We'd missed the final food order at The Steadings, and despite the liquid nourishment were quite peckish, so Graham guided us around to Dario's Restaurant. Matt G took the opportunity to bounce off the railings into Lothian Road, performing more horizontal rotations than seemed gravitationally necessary. As Gio observed "he stayed upright all the way till he fell over on Lothian Road - that's hill runners for you."  All I really wanted was chips and curry sauce, but this place was a proper sit down gaff with menus and cutlery and endlessly forebearing staff. So we enjoyed antipasti and pizza (and chips sans curry sauce), and watched a slumbering Matt D dribble down his goretex jacket.







Dribble.



Jim's abandoned calzone.


And as 3am approached we said our final farewells to Matt. Or at least almost final, as I'd connived to relieve him of his Special Jumper (not sock) and was intending to hold him to his drunken promises later that very morning. It's a funny thing, realising that you *might* not see a buddy again. I mean he's not dead or anything, but he's moving to the land of rampant obesity and irresponsibly owned firearms so.... Farewell and all the best to Matt Grove. We'll miss you! <dabs eye> <to remove fleck of tuna pasta>  #gravellyvoice #notquiteyorkshire #punctualityissues


Friday, 16 May 2014

Jura Recce Rookie

Matt and I registered for the Jura Fell race a few months ago, and although we only made it onto the waiting list I felt I would benefit from a recce (the likelihood of "reserves" getting into the race is high if you're there on the day) . The course is notoriously tricky to navigate, and I reckoned I could kill two birds with one stone: consolidate my learning from Steven Fallon's recent nav course, and reduce my chances of going astray on race day.

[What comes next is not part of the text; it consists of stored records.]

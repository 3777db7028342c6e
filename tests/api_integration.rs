//! Integration tests for the tracker REST API.
//!
//! Each test spins up an Axum server on a random port over an in-memory
//! database and exercises the real HTTP contract with reqwest.

use std::sync::Arc;
use std::time::Duration;

use reqwest::{Client, StatusCode};
use serde_json::{Value, json};
use tokio::net::TcpListener;
use tokio::time::timeout;

use yatt_tasks::config::ServerConfig;
use yatt_tasks::server;
use yatt_tasks::store::{Database, LibSqlBackend};

/// Maximum time any test is allowed to run before we consider it hung.
const TEST_TIMEOUT: Duration = Duration::from_secs(10);

/// Start an Axum server on a random port, return its base URL.
async fn start_server_with(config: ServerConfig) -> String {
    let db: Arc<dyn Database> = Arc::new(LibSqlBackend::new_memory().await.unwrap());
    let app = server::app(db, &config);

    let listener = TcpListener::bind("127.0.0.1:0").await.unwrap();
    let port = listener.local_addr().unwrap().port();

    tokio::spawn(async move {
        axum::serve(listener, app).await.unwrap();
    });

    // Give the server a moment to start accepting connections.
    tokio::time::sleep(Duration::from_millis(50)).await;

    format!("http://127.0.0.1:{port}")
}

async fn start_server() -> String {
    start_server_with(ServerConfig::default()).await
}

/// Thin JSON client bound to one server.
struct Api {
    base: String,
    client: Client,
}

impl Api {
    async fn new() -> Self {
        Self::with_base(start_server().await)
    }

    fn with_base(base: String) -> Self {
        Self {
            base,
            client: Client::new(),
        }
    }

    async fn get(&self, path: &str) -> (StatusCode, Value) {
        let resp = self
            .client
            .get(format!("{}{path}", self.base))
            .send()
            .await
            .unwrap();
        read(resp).await
    }

    async fn post(&self, path: &str, body: Value) -> (StatusCode, Value) {
        let resp = self
            .client
            .post(format!("{}{path}", self.base))
            .json(&body)
            .send()
            .await
            .unwrap();
        read(resp).await
    }

    async fn put(&self, path: &str, body: Option<Value>) -> (StatusCode, Value) {
        let mut req = self.client.put(format!("{}{path}", self.base));
        if let Some(body) = body {
            req = req.json(&body);
        }
        read(req.send().await.unwrap()).await
    }

    async fn delete(&self, path: &str) -> StatusCode {
        self.client
            .delete(format!("{}{path}", self.base))
            .send()
            .await
            .unwrap()
            .status()
    }

    async fn create_org(&self, name: &str) -> String {
        let (status, body) = self.post("/organizations", json!({ "name": name })).await;
        assert_eq!(status, StatusCode::CREATED);
        id_of(&body)
    }

    async fn create_user(&self, name: &str) -> String {
        let (status, body) = self
            .post(
                "/users",
                json!({ "name": name, "email": format!("{name}@example.com") }),
            )
            .await;
        assert_eq!(status, StatusCode::CREATED);
        id_of(&body)
    }

    async fn create_group(&self, org_id: &str, co_workers: &[&str]) -> String {
        let (status, body) = self
            .post(
                "/work-item-groups",
                json!({ "name": "Backlog", "organizationId": org_id, "coWorkerIds": co_workers }),
            )
            .await;
        assert_eq!(status, StatusCode::CREATED);
        id_of(&body)
    }

    async fn create_item(&self, group_id: &str, title: &str, properties: Value) -> String {
        let (status, body) = self
            .post(
                "/work-items",
                json!({
                    "title": title,
                    "state": "open",
                    "workItemGroupId": group_id,
                    "properties": properties,
                }),
            )
            .await;
        assert_eq!(status, StatusCode::CREATED, "{body}");
        id_of(&body)
    }
}

async fn read(resp: reqwest::Response) -> (StatusCode, Value) {
    let status = resp.status();
    let text = resp.text().await.unwrap();
    let body = if text.is_empty() {
        Value::Null
    } else {
        serde_json::from_str(&text).unwrap_or(Value::String(text))
    };
    (status, body)
}

fn id_of(body: &Value) -> String {
    body["id"].as_str().expect("response has an id").to_string()
}

fn titles(page: &Value) -> Vec<String> {
    page["items"]
        .as_array()
        .unwrap()
        .iter()
        .map(|i| i["title"].as_str().unwrap().to_string())
        .collect()
}

// ── Health & users ───────────────────────────────────────────────────

#[tokio::test]
async fn rest_health_endpoint() {
    timeout(TEST_TIMEOUT, async {
        let api = Api::new().await;
        let (status, body) = api.get("/health").await;
        assert_eq!(status, StatusCode::OK);
        assert_eq!(body["status"], "ok");
    })
    .await
    .expect("test timed out");
}

#[tokio::test]
async fn create_user_sets_location_and_camel_case() {
    timeout(TEST_TIMEOUT, async {
        let api = Api::new().await;
        let resp = api
            .client
            .post(format!("{}/users", api.base))
            .json(&json!({ "name": "Ada", "email": "ada@example.com" }))
            .send()
            .await
            .unwrap();
        assert_eq!(resp.status(), StatusCode::CREATED);
        let location = resp.headers()["location"].to_str().unwrap().to_string();

        let body: Value = resp.json().await.unwrap();
        assert_eq!(location, format!("/users/{}", body["id"].as_str().unwrap()));
        assert_eq!(body["isActive"], true);
        assert!(body.get("createdAt").is_some());
    })
    .await
    .expect("test timed out");
}

#[tokio::test]
async fn create_user_with_blank_name_is_bad_request() {
    timeout(TEST_TIMEOUT, async {
        let api = Api::new().await;
        let (status, body) = api
            .post("/users", json!({ "name": " ", "email": "x@example.com" }))
            .await;
        assert_eq!(status, StatusCode::BAD_REQUEST);
        assert!(body["error"].as_str().unwrap().contains("name"));
    })
    .await
    .expect("test timed out");
}

#[tokio::test]
async fn deactivated_user_is_hidden_from_list_but_readable() {
    timeout(TEST_TIMEOUT, async {
        let api = Api::new().await;
        let ada = api.create_user("ada").await;
        let bob = api.create_user("bob").await;

        assert_eq!(api.delete(&format!("/users/{bob}")).await, StatusCode::NO_CONTENT);

        let (_, users) = api.get("/users").await;
        let ids: Vec<&str> = users
            .as_array()
            .unwrap()
            .iter()
            .map(|u| u["id"].as_str().unwrap())
            .collect();
        assert_eq!(ids, vec![ada.as_str()]);

        let (status, fetched) = api.get(&format!("/users/{bob}")).await;
        assert_eq!(status, StatusCode::OK);
        assert_eq!(fetched["isActive"], false);
    })
    .await
    .expect("test timed out");
}

#[tokio::test]
async fn update_user_overwrites_fields() {
    timeout(TEST_TIMEOUT, async {
        let api = Api::new().await;
        let ada = api.create_user("ada").await;

        let (status, body) = api
            .put(
                &format!("/users/{ada}"),
                Some(json!({ "name": "Ada L", "email": "ada@l.org", "isActive": true })),
            )
            .await;
        assert_eq!(status, StatusCode::OK);
        assert_eq!(body["name"], "Ada L");
        assert_eq!(body["email"], "ada@l.org");
    })
    .await
    .expect("test timed out");
}

// ── Errors ───────────────────────────────────────────────────────────

#[tokio::test]
async fn malformed_and_missing_ids() {
    timeout(TEST_TIMEOUT, async {
        let api = Api::new().await;

        let (status, body) = api.get("/work-items/not-a-uuid").await;
        assert_eq!(status, StatusCode::BAD_REQUEST);
        assert!(body["error"].is_string());

        let missing = uuid::Uuid::new_v4();
        let (status, body) = api.get(&format!("/work-items/{missing}")).await;
        assert_eq!(status, StatusCode::NOT_FOUND);
        assert!(body["error"].as_str().unwrap().contains("not found"));

        assert_eq!(
            api.delete(&format!("/work-item-groups/{missing}")).await,
            StatusCode::NOT_FOUND
        );
        assert_eq!(
            api.delete(&format!("/users/{missing}")).await,
            StatusCode::NOT_FOUND
        );
    })
    .await
    .expect("test timed out");
}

Fortunately I knew the perfect companion for this venture: Helen Wise, who had spent a week "going feral" in Jura last year, recceing the course several times, purloining a "secret map" from a band of Jura gurus, and finally, much to Willie's bafflement, not actually racing. Such is Helen's affection for the island, that she needed very little persuasion. Even the rather miserable forecast in the run up to the weekend, the prospect of a 5.30am start, and the nobscab who trashed her car's bike rack didn't dampen her enthusiasm.

So apparently I made it into her bike-rackless car at about 5.30am and I achieved partial consciousness a couple of hours into the three hour journey to Tayvallich. Helen did well to tolerate early-morning-me, which I've been told is something akin to Regan from The Excorcist with a side-order of stupid.

Nicol, captain of the passenger ferry, greeted Helen as an old friend in the Tayvallich cafe. "You're back again? Ohhh Jesus!" and after scraping through the life-belt intelligence test, we crashed over the swells towards Craighouse, trying (and failing) not to spill Nicol's lovely dram of Jura.

Helen pitched the tent like a pro, and with little ado we were off into the hills. After a brief climb on track we resigned ourselves to a day of damp feet as we picked our way through marshy long grass beside the woods on the way to Dubh Chreag. I squee-ed a bit to myself with the excitement of using my new compass and altimeter. The section to Dubh Bheinn (about 4km from the start) seemed reasonably commonsensical, but I could imagine it being less so if visibility was poor. More careful nav took us from there to Glas Bheinn (paying attention not to drift right down towards Keils).




By the Glas Bheinn to Aonach Bheinn section, I was feeling pretty chirpy about the nav side of things, as the map and the land seemed to fit together and make sense (a rare occurrence for me). Helen's top tip to skirt beneath the top of Aonach Bheinn took us onto a good line down into the valley (over pretty rough terrain) and towards Beinn a Chaolais, the first pap.

The unexpectedly good weather and visibility meant that Helen had been able to point out our desired line of ascent during our approach. "We're heading for that green bit!" (pointing at an expanse of green with a greener bit of greenery). Other defining markers around the route, that miraculously made sense at the time, included "that patch of vegetation" (on a hill patched with vegetation), "that heathery bit" (on a generally heather slope) and "the scree alien with wobbly legs".


"We're going to head for the green bit, then the heathery patch"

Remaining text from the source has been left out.